VERSO 44
tasmād imāṁ svāṁ prakṛtiṁ
daivīṁ sad-asad-ātmikām
durvibhāvyāṁ parābhāvya
svarūpeṇāvatiṣṭhate
tasmāt — assim; imām — esta; svām — própria; prakṛtim — energia material; daivīm — divina; sat-asat-ātmikām — consistindo em causa e efeito; durvibhāvyām — difícil de ser entendida; parābhāvya — após conquistar; sva-rūpeṇa — na posição autorrealizada; avatiṣṭhate — permanece.
Assim, o yogī pode situar-se na posição autorrealizada após conquistar o insuperável encanto de māyā, que se apresenta tanto como a causa quanto como o efeito desta manifestação material e, portanto, é muito difícil de ser entendida.
SIGNIFICADO—Afirma-se na Bhagavad-gītā que o encanto de māyā, que encobre o conhecimento da entidade viva, é insuperável. Contudo, quem se rende a Kṛṣṇa, a Suprema Personalidade de Deus, pode superar esse encanto aparentemente insuperável de māyā. Afirma-se aqui também que a daivī prakṛti, ou a energia externa do Senhor Supremo, é durvibhāvyā, muito difícil de ser entendida e muito difícil de ser superada. Deve-se, no entanto, conquistar esse insuperável encanto de māyā, o que é possível pela graça do Senhor, quando Deus Se revela à alma rendida. Outra afirmação feita aqui é svarūpeṇāvatiṣṭhate. Svarūpa quer dizer que precisamos saber que não somos a Alma Suprema, mas, antes, somos partes integrantes da Alma Suprema: isso é autorrealização. Pensar falsamente que somos a Alma Suprema e que somos onipenetrantes não é svarūpa. Isso não é compreensão de nossa verdadeira posição. Nossa verdadeira posição é de partes integrantes. Recomenda-se aqui que permaneçamos nesta posição de verdadeira autorrealização. A Bhagavad-gītā define esta compreensão como compreensão de Brahman.
Após a compreensão de Brahman, podemos nos ocupar em atividades de Brahman. Enquanto não formos autorrealizados, nós nos ocuparemos em atividades baseadas na falsa identificação com o corpo. As atividades da compreensão de Brahman começam quando nos situamos em nosso eu verdadeiro. Os filósofos māyāvādīs dizem que, após a compreensão de Brahman, todas as atividades param, mas, na verdade, não é assim. Se a alma é tão ativa em sua condição anormal, existindo sob a cobertura da matéria, como alguém pode negar sua atividade quando ela está livre? Para ilustrar isso, pode-se citar um exemplo.

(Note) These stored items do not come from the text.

// tests/session_tests.rs
mod common;

use basket::{BasketError, Credential, SessionGate};
use common::*;
use serial_test::serial;
use std::sync::Arc;

fn gate() -> (SessionGate, Arc<RecordingRedirector>) {
  let redirector = Arc::new(RecordingRedirector::default());
  (SessionGate::new(redirector.clone(), SIGN_IN_PATH), redirector)
}

#[test]
#[serial]
fn test_require_auth_blocks_and_redirects_once() {
  setup_tracing();
  let (gate, redirector) = gate();
  let mut ran = false;

  let result = gate.require_auth("checkout", |_| ran = true);
  assert_eq!(result, Err(BasketError::Unauthorized));
  assert!(!ran);
  assert_eq!(redirector.count(), 1);
  assert_eq!(redirector.actions(), vec!["checkout"]);
  assert_eq!(redirector.last_path().as_deref(), Some(SIGN_IN_PATH));
}

#[test]
#[serial]
fn test_require_auth_passes_credential_when_signed_in() {
  setup_tracing();
  let (gate, redirector) = gate();
  gate.sign_in(Credential::bearer("abc"));

  let token = gate.require_auth("add", |credential| credential.token().to_string());
  assert_eq!(token, Ok("abc".to_string()));
  assert_eq!(redirector.count(), 0);
  assert!(gate.is_authenticated());
}

#[test]
#[serial]
fn test_clones_share_the_session() {
  setup_tracing();
  let (gate, _) = gate();
  let other = gate.clone();
  other.sign_in(Credential::bearer("abc"));
  assert!(gate.is_authenticated());

  gate.sign_out();
  assert!(!other.is_authenticated());
  assert_eq!(other.credential(), None);
}

#[test]
#[serial]
fn test_expire_drops_credential_and_redirects() {
  setup_tracing();
  let (gate, redirector) = gate();
  gate.sign_in(Credential::bearer("abc"));

  gate.expire("remove");
  assert!(!gate.is_authenticated());
  assert_eq!(redirector.actions(), vec!["remove"]);
}

#[test]
#[serial]
fn test_every_session_change_starts_a_new_epoch() {
  setup_tracing();
  let (gate, _) = gate();
  let signed_out = gate.epoch();

  gate.sign_in(Credential::bearer("user-a"));
  let first = gate.epoch();
  assert_ne!(first, signed_out);
  assert!(gate.is_current(first));

  gate.sign_out();
  assert!(!gate.is_current(first));

  gate.sign_in(Credential::bearer("user-b"));
  let second = gate.epoch();
  assert_ne!(second, first);

  gate.expire("add");
  assert!(!gate.is_current(second));
}

#[test]
fn test_credential_debug_is_redacted() {
  let credential = Credential::bearer("super-secret");
  let printed = format!("{:?}", credential);
  assert!(!printed.contains("super-secret"));

  let (gate, _) = gate();
  gate.sign_in(credential);
  let printed = format!("{:?}", gate);
  assert!(printed.contains("authenticated: true"));
  assert!(!printed.contains("super-secret"));
}
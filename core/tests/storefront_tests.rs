// tests/storefront_tests.rs
mod common;

use basket::{
  BasketError, Credential, Liveness, MutationOutcome, RemoteResource, ResourceItem, ResourceKey, ResourceKind,
  Storefront, StorefrontConfig,
};
use common::*;
use serial_test::serial;
use std::sync::Arc;

struct Shop {
  storefront: Storefront,
  cart: Arc<MockRemote>,
  wishlist: Arc<MockRemote>,
  notifier: Arc<RecordingNotifier>,
  redirector: Arc<RecordingRedirector>,
}

fn shop() -> Shop {
  let cart = MockRemote::new(ResourceKind::Cart);
  let wishlist = MockRemote::new(ResourceKind::Wishlist);
  let notifier = Arc::new(RecordingNotifier::default());
  let redirector = Arc::new(RecordingRedirector::default());
  let storefront = Storefront::builder(redirector.clone(), SIGN_IN_PATH)
    .notifier(notifier.clone())
    .build(cart.clone(), wishlist.clone())
    .unwrap();
  Shop {
    storefront,
    cart,
    wishlist,
    notifier,
    redirector,
  }
}

#[tokio::test]
#[serial]
async fn test_sign_in_loads_both_collections() {
  setup_tracing();
  let shop = shop();
  shop.cart.seed(vec![ResourceItem::confirmed("c1", "P1", None, 2, price(50_000))]);
  shop.wishlist.seed(vec![
    ResourceItem::confirmed("w1", "P7", None, 1, price(900)),
    ResourceItem::confirmed("w2", "P8", None, 1, price(100)),
  ]);

  shop.storefront.sign_in(Credential::bearer("token")).await.unwrap();

  let cart = shop.storefront.cart();
  assert_eq!(cart.total_item_count(), 2);
  assert_eq!(cart.total_amount(), price(100_000));
  assert_eq!(cart.quantity_of("P1", None), 2);

  let summary = shop.storefront.wishlist().summary();
  assert_eq!(summary.total_item_count, 2);
  assert!(shop.storefront.wishlist().is_present("P7", None));
  assert!(!shop.storefront.wishlist().is_present("P1", None));
}

#[tokio::test]
#[serial]
async fn test_load_reports_first_failure_but_loads_the_rest() {
  setup_tracing();
  let shop = shop();
  shop.storefront.session().sign_in(Credential::bearer("token"));
  shop.wishlist.seed(vec![ResourceItem::confirmed("w1", "P7", None, 1, price(900))]);
  shop.cart.fail_next("fetch", BasketError::network("offline"));

  let err = shop.storefront.load().await.unwrap_err();
  assert_eq!(err, BasketError::network("offline"));
  assert!(shop.storefront.wishlist().is_present("P7", None));
  assert_eq!(shop.notifier.messages(), vec!["Failed to load cart"]);
}

#[tokio::test]
#[serial]
async fn test_signed_out_storefront_redirects_on_every_entry_point() {
  setup_tracing();
  let shop = shop();
  let liveness = Liveness::detached();
  let cart = shop.storefront.cart();

  assert!(cart.add("P1", None, 1, price(10), &liveness).is_err());
  assert!(cart
    .update_quantity(ResourceKey::product("P1"), 2, &liveness)
    .is_err());
  assert_eq!(cart.remove_by_id("c1", &liveness).unwrap_err(), BasketError::Unauthorized);
  assert_eq!(
    shop
      .storefront
      .wishlist()
      .toggle("P1", price(10), &liveness)
      .unwrap_err(),
    BasketError::Unauthorized
  );

  assert_eq!(shop.redirector.count(), 4);
  assert_eq!(cart.snapshot().version, 0);
  assert!(shop.cart.calls().is_empty());
  assert!(shop.wishlist.calls().is_empty());
}

#[tokio::test]
#[serial]
async fn test_id_addressed_mutations() {
  setup_tracing();
  let shop = shop();
  shop.cart.seed(vec![
    ResourceItem::confirmed("c1", "P1", None, 2, price(50_000)),
    ResourceItem::confirmed("c2", "P2", Some("M".to_string()), 1, price(1_000)),
  ]);
  shop.storefront.sign_in(Credential::bearer("token")).await.unwrap();
  let cart = shop.storefront.cart();
  let liveness = Liveness::detached();

  let ticket = cart.update_quantity_by_id("c2", 3, &liveness).unwrap();
  assert_eq!(ticket.key, ResourceKey::with_variant("P2", "M"));
  assert!(ticket.outcome().await.is_confirmed());
  assert_eq!(cart.quantity_of("P2", Some("M")), 3);

  let ticket = cart.remove_by_id("c1", &liveness).unwrap();
  assert_eq!(ticket.outcome().await, MutationOutcome::Confirmed(None));
  assert!(!cart.is_present("P1", None));

  let err = cart.remove_by_id("c404", &liveness).unwrap_err();
  assert_eq!(
    err,
    BasketError::ItemNotFound {
      target: "c404".to_string()
    }
  );
}

#[tokio::test]
#[serial]
async fn test_add_then_subscribe_sees_counts() {
  setup_tracing();
  let shop = shop();
  shop.storefront.sign_in(Credential::bearer("token")).await.unwrap();
  let cart = shop.storefront.cart();
  let mut updates = cart.subscribe();

  let ticket = cart.add("P1", Some("XL"), 2, price(50_000), &Liveness::detached()).unwrap();
  assert_eq!(cart.summary().total_item_count, 2);
  assert!(cart.summary().has_pending);
  ticket.outcome().await;

  updates.changed().await.unwrap();
  let latest = updates.borrow_and_update().clone();
  assert_eq!(latest.items.len(), 1);
  assert!(!cart.summary().has_pending);
  assert_eq!(cart.quantity_of("P1", Some("XL")), 2);
  assert_eq!(cart.quantity_of("P1", None), 0);
}

#[tokio::test]
#[serial]
async fn test_sign_out_clears_both_collections() {
  setup_tracing();
  let shop = shop();
  shop.cart.seed(vec![ResourceItem::confirmed("c1", "P1", None, 2, price(50_000))]);
  shop.wishlist.seed(vec![ResourceItem::confirmed("w1", "P7", None, 1, price(900))]);
  shop.storefront.sign_in(Credential::bearer("token")).await.unwrap();

  shop.storefront.sign_out();
  assert!(!shop.storefront.session().is_authenticated());
  assert!(shop.storefront.cart().snapshot().items.is_empty());
  assert!(shop.storefront.wishlist().snapshot().items.is_empty());
}

#[test]
fn test_build_rejects_swapped_remotes() {
  let cart: Arc<dyn RemoteResource> = MockRemote::new(ResourceKind::Cart);
  let wishlist: Arc<dyn RemoteResource> = MockRemote::new(ResourceKind::Wishlist);
  let result = Storefront::builder(Arc::new(RecordingRedirector::default()), SIGN_IN_PATH).build(wishlist, cart);
  assert!(matches!(result, Err(BasketError::Config(_))));
}

#[test]
fn test_build_http_from_config() {
  let config = StorefrontConfig::new("http://localhost:4000/api").with_sign_in_path("/login");
  let storefront = Storefront::builder(Arc::new(RecordingRedirector::default()), SIGN_IN_PATH)
    .build_http(&config)
    .unwrap();
  assert_eq!(storefront.cart().kind(), ResourceKind::Cart);
  assert_eq!(storefront.wishlist().kind(), ResourceKind::Wishlist);
  assert_eq!(storefront.session().sign_in_path(), "/login");
}

#[tokio::test]
#[serial]
async fn test_configured_sign_in_path_reaches_the_redirect() {
  setup_tracing();
  let redirector = Arc::new(RecordingRedirector::default());
  let config = StorefrontConfig::new("http://localhost:4000/api").with_sign_in_path("/account/login");
  let storefront = Storefront::builder(redirector.clone(), SIGN_IN_PATH)
    .build_http(&config)
    .unwrap();

  let err = storefront
    .cart()
    .add("P1", None, 1, price(10), &Liveness::detached())
    .unwrap_err();
  assert_eq!(err, BasketError::Unauthorized);
  assert_eq!(redirector.last_path().as_deref(), Some("/account/login"));
}

#[test]
fn test_build_http_rejects_unparseable_base_url() {
  let config = StorefrontConfig::new("not a url");
  let result = Storefront::builder(Arc::new(RecordingRedirector::default()), SIGN_IN_PATH).build_http(&config);
  assert!(matches!(result, Err(BasketError::Config(_))));
}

Se um homem adoentado é muito ativo, como alguém pode imaginar que, quando ele se curar da doença, ele ficará inativo? Naturalmente, a conclusão é que as atividades de quem se cura de todas as doenças são puras. Pode ser que se diga que as atividades da compreensão de Brahman são diferentes daquelas da vida condicional, mas isso não elimina a ideia de atividade. A Bhagavad-gītā (18.54) fornece a seguinte indicação: o serviço devocional começa depois que alguém entende que é Brahman. Mad-bhaktiṁ labhate parām: após a compreensão de Brahman, podemos ocupar-nos no serviço devocional ao Senhor. Portanto, serviço devocional ao Senhor é atividade com compreensão de Brahman.
Para aqueles que se ocupam em serviço devocional, não há encanto de māyā, e sua situação é inteiramente perfeita. O dever da entidade viva, como parte integrante do todo, é prestar serviço devocional ao todo. Essa é a perfeição final da vida.
Neste ponto, encerram-se os Significados Bhaktivedanta do terceiro canto, vigésimo oitavo capítulo, do Śrīmad-Bhāgavatam, intitulado “Instruções de Kapila sobre a Execução do Serviço Devocional".